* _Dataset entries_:
☆ ☆ ☆ ☆ ☆ ☆ ☆

//! Disease-conditional field visibility.
//!
//! Not every symptom field is collected for every disease, and fields that
//! are not part of a disease's questionnaire must not leave the instance.
//! Visibility is a static registry of field keys with a predicate over the
//! disease, built once at startup and consulted by the share data builders.

use caselink_entity::case::Disease;
use caselink_entity::symptoms::Symptoms;

/// A single registered field with its visibility predicate.
struct FieldEntry {
    key: &'static str,
    visible_for: fn(Disease) -> bool,
}

/// Registry of disease-conditional fields.
pub struct FieldRegistry {
    entries: Vec<FieldEntry>,
}

impl FieldRegistry {
    /// The standard registry covering the symptom questionnaire.
    pub fn standard() -> Self {
        Self {
            entries: vec![
                FieldEntry {
                    key: "symptoms.fever",
                    visible_for: |_| true,
                },
                FieldEntry {
                    key: "symptoms.cough",
                    visible_for: respiratory,
                },
                FieldEntry {
                    key: "symptoms.difficultyBreathing",
                    visible_for: respiratory,
                },
                FieldEntry {
                    key: "symptoms.rash",
                    visible_for: |d| matches!(d, Disease::Measles | Disease::Dengue),
                },
                FieldEntry {
                    key: "symptoms.diarrhea",
                    visible_for: |d| matches!(d, Disease::Cholera | Disease::Ebola),
                },
                FieldEntry {
                    key: "symptoms.vomiting",
                    visible_for: |d| {
                        matches!(d, Disease::Cholera | Disease::Ebola | Disease::Dengue)
                    },
                },
                FieldEntry {
                    key: "symptoms.hemorrhage",
                    visible_for: |d| matches!(d, Disease::Ebola | Disease::Dengue),
                },
                FieldEntry {
                    key: "symptoms.lossOfTasteOrSmell",
                    visible_for: |d| matches!(d, Disease::Covid19),
                },
            ],
        }
    }

    /// Whether the field is part of the questionnaire for the disease.
    ///
    /// Unregistered fields are visible unconditionally.
    pub fn is_visible(&self, key: &str, disease: Disease) -> bool {
        self.entries
            .iter()
            .find(|entry| entry.key == key)
            .is_none_or(|entry| (entry.visible_for)(disease))
    }

    /// Reduce a symptom record to the fields visible for the disease.
    pub fn redact_symptoms(&self, disease: Disease, symptoms: &Symptoms) -> Symptoms {
        let keep = |key: &str, value: Option<bool>| -> Option<bool> {
            if self.is_visible(key, disease) {
                value
            } else {
                None
            }
        };

        Symptoms {
            fever: keep("symptoms.fever", symptoms.fever),
            cough: keep("symptoms.cough", symptoms.cough),
            difficulty_breathing: keep(
                "symptoms.difficultyBreathing",
                symptoms.difficulty_breathing,
            ),
            rash: keep("symptoms.rash", symptoms.rash),
            diarrhea: keep("symptoms.diarrhea", symptoms.diarrhea),
            vomiting: keep("symptoms.vomiting", symptoms.vomiting),
            hemorrhage: keep("symptoms.hemorrhage", symptoms.hemorrhage),
            loss_of_taste_or_smell: keep(
                "symptoms.lossOfTasteOrSmell",
                symptoms.loss_of_taste_or_smell,
            ),
        }
    }
}

fn respiratory(disease: Disease) -> bool {
    matches!(disease, Disease::Covid19 | Disease::Measles | Disease::Plague)
}

#[cfg(test)]
mod tests {
    use super::*;

    #[test]
    fn test_fever_always_visible() {
        let registry = FieldRegistry::standard();
        assert!(registry.is_visible("symptoms.fever", Disease::Cholera));
        assert!(registry.is_visible("symptoms.fever", Disease::Covid19));
    }

    #[test]
    fn test_unregistered_field_visible() {
        let registry = FieldRegistry::standard();
        assert!(registry.is_visible("case.reportDate", Disease::Cholera));
    }

    #[test]
    fn test_redaction_clears_invisible_fields() {
        let registry = FieldRegistry::standard();
        let symptoms = Symptoms {
            fever: Some(true),
            rash: Some(true),
            loss_of_taste_or_smell: Some(false),
            ..Default::default()
        };

        let redacted = registry.redact_symptoms(Disease::Cholera, &symptoms);
        assert_eq!(redacted.fever, Some(true));
        assert_eq!(redacted.rash, None);
        assert_eq!(redacted.loss_of_taste_or_smell, None);

        let kept = registry.redact_symptoms(Disease::Measles, &symptoms);
        assert_eq!(kept.rash, Some(true));
    }
}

☆ ☆ ☆ ☆ ☆ ☆ ☆

* _Work task_:
The count of lines above that include the string "difficultyBreathing" is the sole expected answer.

* _Task response_:
2